What to do
Do any lines in the data below contain "EnvFilter"? If so, copy every one of them.
:::::
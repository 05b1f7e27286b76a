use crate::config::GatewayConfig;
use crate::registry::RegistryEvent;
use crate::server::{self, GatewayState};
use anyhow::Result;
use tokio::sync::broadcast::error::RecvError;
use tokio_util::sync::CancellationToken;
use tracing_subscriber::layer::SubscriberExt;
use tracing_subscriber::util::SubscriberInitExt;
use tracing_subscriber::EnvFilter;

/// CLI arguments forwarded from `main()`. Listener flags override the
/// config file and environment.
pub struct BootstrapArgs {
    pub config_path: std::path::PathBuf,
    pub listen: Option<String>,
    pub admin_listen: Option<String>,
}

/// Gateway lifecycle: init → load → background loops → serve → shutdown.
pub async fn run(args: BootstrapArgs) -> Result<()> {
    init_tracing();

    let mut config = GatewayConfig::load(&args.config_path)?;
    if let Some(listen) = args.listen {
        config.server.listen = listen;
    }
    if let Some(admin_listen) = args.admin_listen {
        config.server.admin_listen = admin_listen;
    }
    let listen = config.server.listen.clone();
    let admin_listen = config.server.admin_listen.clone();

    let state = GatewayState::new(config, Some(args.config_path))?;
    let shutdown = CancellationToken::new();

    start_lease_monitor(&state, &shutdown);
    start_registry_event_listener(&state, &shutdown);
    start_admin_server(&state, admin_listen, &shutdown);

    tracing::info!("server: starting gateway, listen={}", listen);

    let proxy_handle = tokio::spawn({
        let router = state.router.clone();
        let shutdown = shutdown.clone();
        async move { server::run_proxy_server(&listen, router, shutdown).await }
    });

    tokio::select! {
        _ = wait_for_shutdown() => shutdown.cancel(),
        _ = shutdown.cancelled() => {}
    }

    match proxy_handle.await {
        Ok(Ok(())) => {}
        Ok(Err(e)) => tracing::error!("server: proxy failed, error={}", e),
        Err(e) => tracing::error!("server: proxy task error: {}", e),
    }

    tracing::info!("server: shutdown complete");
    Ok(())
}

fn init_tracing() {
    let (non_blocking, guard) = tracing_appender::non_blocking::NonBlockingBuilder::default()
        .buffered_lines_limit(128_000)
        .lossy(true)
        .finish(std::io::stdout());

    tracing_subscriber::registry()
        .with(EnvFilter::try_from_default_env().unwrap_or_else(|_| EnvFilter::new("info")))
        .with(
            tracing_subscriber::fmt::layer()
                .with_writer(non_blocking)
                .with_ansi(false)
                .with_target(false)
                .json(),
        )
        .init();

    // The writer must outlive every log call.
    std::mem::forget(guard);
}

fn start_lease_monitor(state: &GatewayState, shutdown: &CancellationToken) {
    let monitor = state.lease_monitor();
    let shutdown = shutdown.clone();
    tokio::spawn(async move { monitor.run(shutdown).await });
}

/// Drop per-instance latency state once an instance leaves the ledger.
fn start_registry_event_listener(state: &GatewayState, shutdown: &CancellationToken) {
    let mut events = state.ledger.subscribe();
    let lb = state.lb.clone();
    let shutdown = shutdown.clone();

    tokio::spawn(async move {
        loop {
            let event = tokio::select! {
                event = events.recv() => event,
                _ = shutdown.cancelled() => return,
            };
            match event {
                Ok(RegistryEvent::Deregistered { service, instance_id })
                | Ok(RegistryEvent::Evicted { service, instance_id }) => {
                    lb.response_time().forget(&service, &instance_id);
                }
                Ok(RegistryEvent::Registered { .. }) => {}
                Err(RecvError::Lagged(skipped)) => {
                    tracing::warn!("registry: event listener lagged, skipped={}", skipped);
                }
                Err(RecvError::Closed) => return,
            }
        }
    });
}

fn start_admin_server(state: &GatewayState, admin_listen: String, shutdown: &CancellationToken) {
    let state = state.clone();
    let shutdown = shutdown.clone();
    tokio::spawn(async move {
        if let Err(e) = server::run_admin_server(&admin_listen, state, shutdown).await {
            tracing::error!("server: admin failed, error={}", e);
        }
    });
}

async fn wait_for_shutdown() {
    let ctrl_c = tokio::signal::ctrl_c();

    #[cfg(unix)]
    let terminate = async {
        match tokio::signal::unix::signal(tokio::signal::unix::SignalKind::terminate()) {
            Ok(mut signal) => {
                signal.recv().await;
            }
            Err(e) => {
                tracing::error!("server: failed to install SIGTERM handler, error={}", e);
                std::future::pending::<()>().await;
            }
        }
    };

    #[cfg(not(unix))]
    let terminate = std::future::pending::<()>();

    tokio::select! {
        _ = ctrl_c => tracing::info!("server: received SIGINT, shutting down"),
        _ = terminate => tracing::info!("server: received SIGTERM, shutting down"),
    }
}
:::::
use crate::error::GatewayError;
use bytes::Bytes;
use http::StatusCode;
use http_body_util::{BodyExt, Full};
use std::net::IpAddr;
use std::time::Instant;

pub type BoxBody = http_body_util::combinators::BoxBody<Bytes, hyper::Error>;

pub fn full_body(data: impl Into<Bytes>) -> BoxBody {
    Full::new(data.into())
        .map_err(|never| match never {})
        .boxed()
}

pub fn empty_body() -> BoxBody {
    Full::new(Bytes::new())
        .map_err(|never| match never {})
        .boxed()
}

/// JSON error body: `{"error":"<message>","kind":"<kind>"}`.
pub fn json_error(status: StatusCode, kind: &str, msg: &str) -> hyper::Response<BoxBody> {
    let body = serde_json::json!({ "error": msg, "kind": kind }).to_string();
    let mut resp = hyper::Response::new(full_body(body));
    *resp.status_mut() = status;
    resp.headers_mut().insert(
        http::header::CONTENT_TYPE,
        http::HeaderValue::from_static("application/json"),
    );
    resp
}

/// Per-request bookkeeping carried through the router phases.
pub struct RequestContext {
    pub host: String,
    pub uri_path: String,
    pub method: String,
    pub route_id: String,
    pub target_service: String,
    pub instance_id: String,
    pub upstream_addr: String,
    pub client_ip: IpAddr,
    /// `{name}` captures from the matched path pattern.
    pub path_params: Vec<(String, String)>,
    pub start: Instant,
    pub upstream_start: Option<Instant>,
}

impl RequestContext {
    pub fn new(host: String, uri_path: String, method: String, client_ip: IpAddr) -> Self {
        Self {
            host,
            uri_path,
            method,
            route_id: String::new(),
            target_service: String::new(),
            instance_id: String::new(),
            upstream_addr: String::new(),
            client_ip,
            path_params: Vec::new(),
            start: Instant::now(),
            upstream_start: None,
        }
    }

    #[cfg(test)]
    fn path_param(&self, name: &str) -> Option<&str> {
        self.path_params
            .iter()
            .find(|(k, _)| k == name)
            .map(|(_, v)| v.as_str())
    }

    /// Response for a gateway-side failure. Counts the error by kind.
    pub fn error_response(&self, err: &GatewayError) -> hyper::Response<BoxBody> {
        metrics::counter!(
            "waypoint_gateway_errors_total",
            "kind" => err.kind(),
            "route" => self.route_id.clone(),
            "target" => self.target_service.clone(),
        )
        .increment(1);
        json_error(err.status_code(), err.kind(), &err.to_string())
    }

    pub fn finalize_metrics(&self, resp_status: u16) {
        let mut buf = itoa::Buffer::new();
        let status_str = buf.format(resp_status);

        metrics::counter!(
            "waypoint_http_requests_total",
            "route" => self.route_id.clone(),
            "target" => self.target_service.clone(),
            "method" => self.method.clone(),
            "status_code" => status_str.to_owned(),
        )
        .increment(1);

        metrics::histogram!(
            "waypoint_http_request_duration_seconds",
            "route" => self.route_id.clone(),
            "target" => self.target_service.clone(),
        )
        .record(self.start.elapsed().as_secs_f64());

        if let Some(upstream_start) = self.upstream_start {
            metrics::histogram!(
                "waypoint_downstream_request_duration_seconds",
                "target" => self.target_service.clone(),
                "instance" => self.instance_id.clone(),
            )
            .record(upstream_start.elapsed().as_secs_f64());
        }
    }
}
:::::
Task answer
use tracing_subscriber::EnvFilter;
        .with(EnvFilter::try_from_default_env().unwrap_or_else(|_| EnvFilter::new("info")))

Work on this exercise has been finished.